Courir, un acte de liberté devenu source d'angoisse
La communauté des coureurs le sait : courir seul.e est un acte de liberté, de recentrage, de paix intérieure. Pourtant, aujourd'hui, cette liberté semble avoir été trahie. Pour celles et ceux qui font vibrer les sentiers chaque matin, cette disparition vient remettre en question une insouciance à laquelle on tenait tant. Le trail a toujours été un sport où l’on privilégie la solitude du coureur, l’introspection, parfois même le silence intérieur. Mais dans le sillage d’Agathe, c’est toute une réflexion qu’il faut mener.

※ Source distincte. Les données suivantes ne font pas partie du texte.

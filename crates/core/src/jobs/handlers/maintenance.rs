//! Cache and session housekeeping handlers

use std::sync::Arc;

use async_trait::async_trait;
use serde_json::{json, Value};
use storesync_common::Clock;
use storesync_domain::constants::{CACHE_DEFAULT_TTL_SECS, CACHE_KEY_PATTERN};
use storesync_domain::{Job, JobName, Result};
use tracing::info;

use crate::clock::utc_now;
use crate::jobs::ports::JobHandler;
use crate::maintenance::ports::{CacheJanitor, SessionRepository};

/// `cleanup-cache`
pub struct CleanupCacheHandler {
    janitor: Arc<dyn CacheJanitor>,
}

impl CleanupCacheHandler {
    pub fn new(janitor: Arc<dyn CacheJanitor>) -> Self {
        Self { janitor }
    }
}

#[async_trait]
impl JobHandler for CleanupCacheHandler {
    fn name(&self) -> JobName {
        JobName::CleanupCache
    }

    async fn handle(&self, _job: &Job) -> Result<Value> {
        let touched = self.janitor.expire_untimed_keys(CACHE_KEY_PATTERN, CACHE_DEFAULT_TTL_SECS).await?;
        info!(touched, "Cache keys given a TTL");
        Ok(json!({ "success": true, "keysExpired": touched }))
    }
}

/// `cleanup-sessions`
pub struct CleanupSessionsHandler {
    sessions: Arc<dyn SessionRepository>,
    clock: Arc<dyn Clock>,
}

impl CleanupSessionsHandler {
    pub fn new(sessions: Arc<dyn SessionRepository>, clock: Arc<dyn Clock>) -> Self {
        Self { sessions, clock }
    }
}

#[async_trait]
impl JobHandler for CleanupSessionsHandler {
    fn name(&self) -> JobName {
        JobName::CleanupSessions
    }

    async fn handle(&self, _job: &Job) -> Result<Value> {
        let deleted = self.sessions.delete_expired_sessions(utc_now(self.clock.as_ref())).await?;
        info!(deleted, "Expired sessions removed");
        Ok(json!({ "success": true, "sessionsDeleted": deleted }))
    }
}
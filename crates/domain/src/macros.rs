//! Macro for implementing Display and FromStr for status enums
//!
//! Statuses are persisted as text columns; this keeps the column value and
//! the enum in one table per type.
//!
//! # Example
//!
//! ```rust
//! use storesync_domain::impl_domain_status_conversions;
//!
//! #[derive(Debug, Clone, Copy, PartialEq, Eq)]
//! pub enum LeaseState {
//!     Held,
//!     Released,
//! }
//!
//! impl_domain_status_conversions!(LeaseState {
//!     Held => "held",
//!     Released => "released",
//! });
//!
//! assert_eq!(LeaseState::Held.to_string(), "held");
//! assert_eq!("RELEASED".parse::<LeaseState>().unwrap(), LeaseState::Released);
//! ```

/// Implements Display, FromStr and `as_str` for status enums
///
/// Parsing is case-insensitive; output is always the mapped lowercase text.
#[macro_export]
macro_rules! impl_domain_status_conversions {
    ($enum_name:ident { $($variant:ident => $str:literal),+ $(,)? }) => {
        impl $enum_name {
            /// Persisted text form
            pub const fn as_str(&self) -> &'static str {
                match self {
                    $(Self::$variant => $str,)+
                }
            }
        }

        impl std::fmt::Display for $enum_name {
            fn fmt(&self, f: &mut std::fmt::Formatter<'_>) -> std::fmt::Result {
                f.write_str(self.as_str())
            }
        }

        impl std::str::FromStr for $enum_name {
            type Err = String;

            fn from_str(s: &str) -> ::std::result::Result<Self, Self::Err> {
                match s.to_lowercase().as_str() {
                    $($str => Ok(Self::$variant),)+
                    _ => Err(format!("Invalid {}: {}", stringify!($enum_name), s)),
                }
            }
        }
    };
}

#[cfg(test)]
mod tests {
    use std::str::FromStr;

    #[derive(Debug, Clone, Copy, PartialEq, Eq)]
    enum Phase {
        Waiting,
        HalfOpen,
    }

    impl_domain_status_conversions!(Phase {
        Waiting => "waiting",
        HalfOpen => "half-open",
    });

    #[test]
    fn display_uses_mapped_text() {
        assert_eq!(Phase::Waiting.to_string(), "waiting");
        assert_eq!(Phase::HalfOpen.as_str(), "half-open");
    }

    #[test]
    fn parse_is_case_insensitive() {
        assert_eq!(Phase::from_str("WAITING").unwrap(), Phase::Waiting);
        assert_eq!(Phase::from_str("Half-Open").unwrap(), Phase::HalfOpen);
    }

    #[test]
    fn parse_rejects_unknown() {
        let err = Phase::from_str("done").unwrap_err();
        assert!(err.contains("Invalid Phase: done"));
    }

    mod with_crate_result_in_scope {
        use std::str::FromStr;

        #[allow(unused_imports)]
        use crate::errors::Result;

        #[derive(Debug, Clone, Copy, PartialEq, Eq)]
        enum Lane {
            Fast,
        }

        impl_domain_status_conversions!(Lane { Fast => "fast" });

        #[test]
        fn expands_next_to_single_parameter_result_alias() {
            assert_eq!(Lane::from_str("fast"), Ok(Lane::Fast));
            assert!(Lane::from_str("slow").is_err());
        }
    }
}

Doit-on renforcer notre vigilance ? Prendre davantage de précautions ? S’équiper de balises GPS pour chaque sortie ? Ou bien risquons-nous de transformer en terrain militarisé ce qui faisait jusqu’ici la beauté brute du trail ? Il ne faut pas céder à la panique, mais amorcer un dialogue responsable sur la sécurité des coureurs en extérieur. Les clubs, les organisateurs d'événements, les fabricants d’équipements ont tous leur rôle à jouer pour éviter de nouveaux drames sans pour autant dénaturer l’expérience que nous aimons tant.
En chacun de nous, désormais, il y a un peu d’Agathe. Dans ce regard échangé entre trailers croisés au détour d'un single, dans cette main posée sur la balise d’arrivée, dans ce souffle coupé au sommet que l’on atteint. Courir ne sera plus tout à fait pareil.
En ces moments suspendus entre inquiétude et résignation, la communauté du trail reste mobilisée. Le souvenir d’Agathe, bien plus que son absence, nous enjoint à rester unis, prudents et engagés. Même si les battues sont terminées, que le terrain se repose, il ne faut surtout pas laisser l'oubli s’installer.